What you need to do: After counting the lines below that hold the word "required", reply with the count and nothing else.

Extracted material:
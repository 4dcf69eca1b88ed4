//! Profile routes — account details, password changes, deletion, stats

use crate::error::{ApiError, ApiResult};
use crate::extract::AuthUser;
use crate::routes::{body_opt_str, body_str};
use crate::state::AppState;
use axum::extract::rejection::JsonRejection;
use axum::extract::State;
use axum::Json;
use engine::auth;
use persistence::repository::{
    AlertRepository, PortfolioRepository, ProfileChanges, SavedItemRepository,
    SearchHistoryRepository, SettingsRepository, UserRecord, UserRepository,
};
use serde_json::{json, Value};
use tracing::info;

async fn profile_json(state: &AppState, user: &UserRecord) -> ApiResult<Value> {
    let settings = SettingsRepository::new(state.db.pool())
        .get_or_create(user.id)
        .await?;

    Ok(json!({
        "id": user.id,
        "username": user.username,
        "email": user.email,
        "first_name": user.first_name,
        "last_name": user.last_name,
        "is_active": user.is_active,
        "is_verified": user.is_verified,
        "created_at": user.created_at,
        "last_login": user.last_login,
        "settings": super::settings::settings_json(&settings),
    }))
}

/// GET /api/profile
pub async fn get_profile(
    State(state): State<AppState>,
    AuthUser(user): AuthUser,
) -> ApiResult<Json<Value>> {
    let profile = profile_json(&state, &user).await?;
    Ok(Json(json!({
        "profile": profile,
        "status": "success",
    })))
}

/// PUT /api/profile
pub async fn update_profile(
    State(state): State<AppState>,
    AuthUser(user): AuthUser,
    body: Result<Json<Value>, JsonRejection>,
) -> ApiResult<Json<Value>> {
    let Json(data) = body?;
    let repo = UserRepository::new(state.db.pool());

    let mut changes = ProfileChanges::default();

    if let Some(username) = body_str(&data, "username") {
        if username != user.username {
            if repo.find_by_username(username).await?.is_some() {
                return Err(ApiError::bad_request(
                    "Username Taken",
                    "Username is already taken",
                    "USERNAME_EXISTS",
                ));
            }
            changes.username = Some(username.to_string());
        }
    }
    if let Some(email) = body_str(&data, "email") {
        let email = email.to_lowercase();
        if email != user.email {
            if repo.find_by_email(&email).await?.is_some() {
                return Err(ApiError::bad_request(
                    "Email Taken",
                    "Email is already registered",
                    "EMAIL_EXISTS",
                ));
            }
            changes.email = Some(email);
        }
    }
    if data.get("first_name").is_some() {
        changes.first_name = Some(body_opt_str(&data, "first_name").filter(|s| !s.is_empty()));
    }
    if data.get("last_name").is_some() {
        changes.last_name = Some(body_opt_str(&data, "last_name").filter(|s| !s.is_empty()));
    }

    let updated = repo.update_profile(user.id, changes).await?;
    let profile = profile_json(&state, &updated).await?;

    info!(user_id = user.id, "Profile updated");

    Ok(Json(json!({
        "profile": profile,
        "message": "Profile updated successfully",
        "status": "success",
    })))
}

/// PUT /api/profile/password
pub async fn change_password(
    State(state): State<AppState>,
    AuthUser(user): AuthUser,
    body: Result<Json<Value>, JsonRejection>,
) -> ApiResult<Json<Value>> {
    let Json(data) = body?;

    let current = data.get("current_password").and_then(|v| v.as_str());
    let new = data.get("new_password").and_then(|v| v.as_str());
    let (Some(current), Some(new)) = (current, new) else {
        return Err(ApiError::bad_request(
            "Missing Fields",
            "current_password and new_password are required",
            "MISSING_FIELDS",
        ));
    };

    if !auth::verify_password(current, &user.password_hash) {
        return Err(ApiError::unauthorized(
            "Invalid Password",
            "Current password is incorrect",
            "INVALID_CURRENT_PASSWORD",
        ));
    }
    if let Err(reason) = auth::validate_password_strength(new) {
        return Err(ApiError::bad_request("Weak Password", reason, "WEAK_PASSWORD"));
    }

    let password_hash = auth::hash_password(new).map_err(ApiError::internal)?;
    UserRepository::new(state.db.pool())
        .set_password_hash(user.id, &password_hash)
        .await?;

    info!(user_id = user.id, "Password changed");

    Ok(Json(json!({
        "message": "Password changed successfully",
        "status": "success",
    })))
}

/// DELETE /api/profile/delete — password-confirmed, cascades everything
pub async fn delete_account(
    State(state): State<AppState>,
    AuthUser(user): AuthUser,
    body: Result<Json<Value>, JsonRejection>,
) -> ApiResult<Json<Value>> {
    let Json(data) = body?;

    let Some(password) = data.get("password").and_then(|v| v.as_str()) else {
        return Err(ApiError::bad_request(
            "Missing Password",
            "Password confirmation is required to delete the account",
            "MISSING_PASSWORD",
        ));
    };
    if !auth::verify_password(password, &user.password_hash) {
        return Err(ApiError::unauthorized(
            "Invalid Password",
            "Password is incorrect",
            "INVALID_PASSWORD",
        ));
    }

    UserRepository::new(state.db.pool()).delete(user.id).await?;

    info!(username = %user.username, "Account deleted");

    Ok(Json(json!({
        "message": "Account deleted successfully",
        "status": "success",
    })))
}

/// GET /api/profile/stats
pub async fn profile_stats(
    State(state): State<AppState>,
    AuthUser(user): AuthUser,
) -> ApiResult<Json<Value>> {
    let pool = state.db.pool();
    let saved_items = SavedItemRepository::new(pool).count_for_user(user.id).await?;
    let portfolio = PortfolioRepository::new(pool).summary(user.id).await?;
    let alerts = AlertRepository::new(pool).stats(user.id).await?;
    let searches = SearchHistoryRepository::new(pool).count_for_user(user.id).await?;

    Ok(Json(json!({
        "stats": {
            "saved_items": saved_items,
            "portfolio": portfolio,
            "alerts": alerts,
            "searches": searches,
            "member_since": user.created_at,
        },
        "status": "success",
    })))
}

Task response: 2